Şair Nurullah Genç, programda yaptığı konuşmada, "Büyükşehir Belediyemizin bu tarihi Yakutiye Medresesi'nde böylesine güzel kültürel bir etkinlik gerçekleştirmesinden mutluluk duydum. Çocuklarımıza, atalarımızın ne yaptıklarını öğretmemiz gerekiyor. Çünkü geçmişini iyi bilmeyenin geleceği de olmaz. Yavaş da olsa bir uyanış bir yenilenme başladı. Tarihi eserlerin etrafı açılıyor, bu medresede aslına uygun etkinlikler düzenleniyor, inşallah bundan sonra daha güzel şeyler olacak. Allah bu güzel şeyleri yapan ve emeği geçen herkesten razı olsun" dedi. "Gökyüzünün öğrencisi olamayanlar, yeryüzünün öğretmeni olamazlar. Gökyüzünün öğrencisi olmak için ne yapmamız lazım? Sadece Ramazanlarda Kur'an-ı Kerim okumakla olmaz. Bunu yapalım ama üzerinde düşünmemiz lazım. Allah'ü Teâlâ öğüt almamızı buyuruyor. Öğüt almak için üzerinde düşünmemiz lazım" diyen Genç, şöyle devam etti: "Hiçbir sanat dalı yok ki, kaynağını Allah'tan almasın. Sanatın kaynağında, Allah'ın sıfatlarını mutlaka bilmemiz gerekiyor. Necip Fazıl Kısakürek, 'Anladım ki, sanat Allah'ı aramakmış' diyor. Bu arama işini nasıl yapacağız? Bunun üzerinde düşünmemiz lazım. Allah'ın zati ve subûti olmak üzere iki tür sıfatları var. Cenab-ı Hakk'ın zati sıfatları sadece kendisinde olan sıfatlarıdır. Subûti sıfatları ise hem kendinde olan hem de yarattıkları üzerinde insana yansıttığı sıfatlardır. Şiirin kaynağı Allah'ın kelam sıfatıdır. Allah heceye, redife, kelimeye ihtiyaç duymadan konuşur. Ama biz hece olmadan, kelime olmadan, bize öğretilmiş dil olmadan, Hazreti Âdem'e öğretilmiş şeyleri bilmeden konuşamıyoruz.

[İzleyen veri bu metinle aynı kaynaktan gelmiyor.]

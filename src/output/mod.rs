use std::io::{self, Stdout, Write};

use crate::macros::numeric_enum;

pub mod frame;


/// Sequence that moves the cursor back to the first column and clears the line.
pub const CLEAR_LINE: &[u8] = b"\r\x1b[K";

/// How diagnostics reach standard output. Fixed for the lifetime of a [`Output`].
#[derive(Clone, Copy, Debug, Default, Eq, PartialEq)]
pub enum OutputMode
{
	/// Length-prefixed binary records for a supervising program.
	Framed,
	/// Plain text sharing the terminal with a progress bar that gets redrawn in place.
	PlainProgress,
	/// Plain text, nothing else on the line.
	#[default]
	PlainQuiet,
}

impl OutputMode
{
	pub fn is_framed(self) -> bool
	{
		self == Self::Framed
	}
}

numeric_enum!
{
	#[enum(pub u16)]
	#[TryFrom(u16 => UnknownFrameType: as(pub struct), derive(Display), derive(Error))]
	#[Into(u16)]
	#[Label]
	enum FrameType
	{
		Success = 0x4F4B => "OK",
		Failure = 0x4552 => "ER",
		Warning = 0x574E => "WN",
		Progress = 0x5052 => "PR",
	}
}

impl FrameType
{
	/// The two ASCII bytes identifying this channel on the wire.
	pub fn tag(self) -> [u8; 2]
	{
		u16::to_be_bytes(self as u16)
	}
}

pub struct Output<W: Write>
{
	mode: OutputMode,
	dst: W,
	scratch: Vec<u8>,
}

impl Output<Stdout>
{
	pub fn stdout(mode: OutputMode) -> Self
	{
		Self::new(mode, io::stdout())
	}
}

impl<W: Write> Output<W>
{
	pub fn new(mode: OutputMode, dst: W) -> Self
	{
		Self{mode, dst, scratch: Vec::new()}
	}

	pub fn mode(&self) -> OutputMode
	{
		self.mode
	}

	pub fn get_ref(&self) -> &W
	{
		&self.dst
	}

	pub fn get_mut(&mut self) -> &mut W
	{
		&mut self.dst
	}

	pub fn into_inner(self) -> W
	{
		self.dst
	}

	/// Sends one event to the destination and flushes it. Failures are logged, never returned.
	pub fn emit(&mut self, ty: FrameType, code: u16, text: &[u8])
	{
		if let Err(e) = self.try_emit(ty, code, text)
		{
			tracing::error!(channel = %ty, error = %e, "could not write diagnostic output");
		}
	}

	fn try_emit(&mut self, ty: FrameType, code: u16, text: &[u8]) -> io::Result<()>
	{
		match self.mode
		{
			OutputMode::Framed =>
			{
				// one write per frame so a live reader never sees a header without its payload
				self.scratch.clear();
				frame::encode(ty, code, text, &mut self.scratch).map_err(|e| io::Error::new(io::ErrorKind::InvalidInput, e))?;
				self.dst.write_all(&self.scratch)?;
			},
			OutputMode::PlainProgress if !text.is_empty() =>
			{
				self.dst.write_all(CLEAR_LINE)?;
				self.dst.write_all(text)?;
			},
			_ => self.dst.write_all(text)?,
		}
		self.dst.flush()
	}
}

Peygamber Efendimiz (S.A.V.) zamanında müşrikler İslam'a ve Peygamber'e hakaret içeren şiir yazmaya başlıyorlar. Bunun üzerine Hazreti Peygamber Efendimiz, Müslüman olan şairlerden onlara cevap vermelerini istiyor. Bu mücadele içerisinde Şuara Suresi ve şairlerle ilgili ayetler iniyor. Bunları biz bilmek mecburiyetindeyiz. İslam Medeniyeti'nin insanlarıyız, Müslüman insanlarız. Şiirin, sanatın kaynağını, nereden geliyor, neden bir mücadele aracı oluyor bilmek zorundayız."
"ŞİİR AYNI ZAMANDA BİR SAVAŞ ARACIDIR"
Şair Nurullah Genç, şiirin bir savaş aracı olduğunu ifade etti. Genç, sözlerini şöyle sürdürdü: "Şiir, heyecanlarımız için, duygusal etkileşimlerimizi, irkilmelerimiz nakil etmek için kalemi elimize alarak yazacağımız ve sanki bunun için okuyacağımız metinden daha fazlasıdır. Bunu bilmemiz gerekiyor. Şiir aynı zamanda bir savaş aracıdır. Medeniyetimizin savaş aracı, inancımızın savaş aracıdır. Çünkü Peygamber Efendimiz devrinde öyle oluyor. Hasan Bin Sabit'e Hazreti Peygamber, 'Ey Hasan, sen de onlara karşı söyle' diyebiliyor. Hasan Bin Sabit, 'Peygamber Şairi' olarak anılıyor." Peygamber Efendimize yazılan naatlar hakkında da bilgiler veren Genç, "Diyanet İşleri Vakfı 1990 yılında Naat-ı Şerif Yarışması düzenlemişti. Yağmur şiirimiz Allah nasip etti büyük ödülü aldı, binlerce naat gelmişti" dedi. Yağmur şiirinin yazılış serüvenini de anlatan Genç, "Topkapı Otogarı'nda yaklaşık 4-5 saat bir otobüsün camında bekleyişten sonra biletin arkasındaki boşluğa, 'Sensiz, ufuklarıma yalancı bir tan düştü/ Sensiz kıtalar boyu uzayan vatan düştü/ Bir kölelik ruhuna mahkûm olunca gönül/ Yüzyıllardır dorukta bekleyen sultan düştü' diye yazmak nasip olmuştu" diyerek konuşmasını Yağmur Şiirini okuyarak bitirdi.